WHAT TO DO:
Up to and including the line with "Daytime programme, so", restate the records below word for word, beginning with their first line.

[Data extracted from a collection]
<<<<

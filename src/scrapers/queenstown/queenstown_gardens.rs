use crate::config::HttpConfig;
use crate::error::Result;
use crate::fetch::FetchClient;
use crate::types::{RawEvent, VenueInfo, VenueScraper};
use chrono::NaiveTime;
use scraper::{Html, Selector};
use tracing::{info, warn};

pub const SOURCE_ID: &str = "queenstown_gardens";
const LISTING_URL: &str = "https://www.queenstownnz.co.nz/queenstown-gardens/events/";

/// Council listing of outdoor events in the Gardens. Daytime programme, so
/// the fallback start time is midday, and multi-day festivals are common.
pub struct QueenstownGardensScraper {
    client: FetchClient,
}

impl QueenstownGardensScraper {
    pub fn new(config: &HttpConfig) -> Self {
        Self {
            client: FetchClient::new(config),
        }
    }
}

pub fn parse_listing(html: &str) -> Vec<RawEvent> {
    let document = Html::parse_document(html);
    let card_selector = Selector::parse("div.park-event").unwrap();
    let title_selector = Selector::parse("h3").unwrap();
    let when_selector = Selector::parse("span.when").unwrap();
    let summary_selector = Selector::parse("p.summary").unwrap();

    let mut events = Vec::new();
    for card in document.select(&card_selector) {
        let Some(title_el) = card.select(&title_selector).next() else {
            continue;
        };
        let title = title_el.text().collect::<String>().trim().to_string();
        let Some(when_el) = card.select(&when_selector).next() else {
            continue;
        };
        let date_text = when_el.text().collect::<String>().trim().to_string();
        if title.is_empty() || date_text.is_empty() {
            continue;
        }

        let mut raw = RawEvent::new(title, date_text);
        raw.description = card
            .select(&summary_selector)
            .next()
            .map(|p| p.text().collect::<String>().trim().to_string())
            .filter(|s| !s.is_empty());
        raw.category = Some("outdoors".to_string());
        events.push(raw);
    }
    events
}

#[async_trait::async_trait]
impl VenueScraper for QueenstownGardensScraper {
    fn source_id(&self) -> &'static str {
        SOURCE_ID
    }

    fn venue(&self) -> VenueInfo {
        VenueInfo {
            name: "Queenstown Gardens".to_string(),
            address: "Park St".to_string(),
            city: "Queenstown".to_string(),
            website: Some("https://www.queenstownnz.co.nz".to_string()),
        }
    }

    fn default_start_time(&self) -> Option<NaiveTime> {
        NaiveTime::from_hms_opt(12, 0, 0)
    }

    async fn fetch_candidates(&self) -> Result<Vec<RawEvent>> {
        info!("Fetching events from Queenstown Gardens");
        let body = self.client.get_text(LISTING_URL).await?;
        let events = parse_listing(&body);
        info!("Parsed {} candidates from Queenstown Gardens", events.len());
        if events.is_empty() {
            warn!("No events found - the page structure may have changed");
        }
        Ok(events)
    }
}

#[cfg(test)]
mod tests {
    use super::*;

    const LISTING: &str = r#"
        <div class="park-events">
          <div class="park-event">
            <h3>Summer Sound Shell Series</h3>
            <span class="when">17 &#8211; 19 January</span>
            <p class="summary">Free afternoon concerts by the rotunda.</p>
          </div>
          <div class="park-event">
            <h3>Frisbee Golf Open</h3>
            <span class="when">4 October, 9am</span>
          </div>
        </div>"#;

    #[test]
    fn parses_park_events() {
        let events = parse_listing(LISTING);
        assert_eq!(events.len(), 2);
        assert_eq!(events[0].title, "Summer Sound Shell Series");
        assert_eq!(events[0].date_text, "17 \u{2013} 19 January");
        assert_eq!(
            events[0].description.as_deref(),
            Some("Free afternoon concerts by the rotunda.")
        );
        assert_eq!(events[0].category.as_deref(), Some("outdoors"));
        assert_eq!(events[1].date_text, "4 October, 9am");
    }
}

>>>>

SOLUTION:
filename src/scrapers/queenstown/queenstown_gardens.rs
use crate::config::HttpConfig;
use crate::error::Result;
use crate::fetch::FetchClient;
use crate::types::{RawEvent, VenueInfo, VenueScraper};
use chrono::NaiveTime;
use scraper::{Html, Selector};
use tracing::{info, warn};

pub const SOURCE_ID: &str = "queenstown_gardens";
const LISTING_URL: &str = "https://www.queenstownnz.co.nz/queenstown-gardens/events/";

/// Council listing of outdoor events in the Gardens. Daytime programme, so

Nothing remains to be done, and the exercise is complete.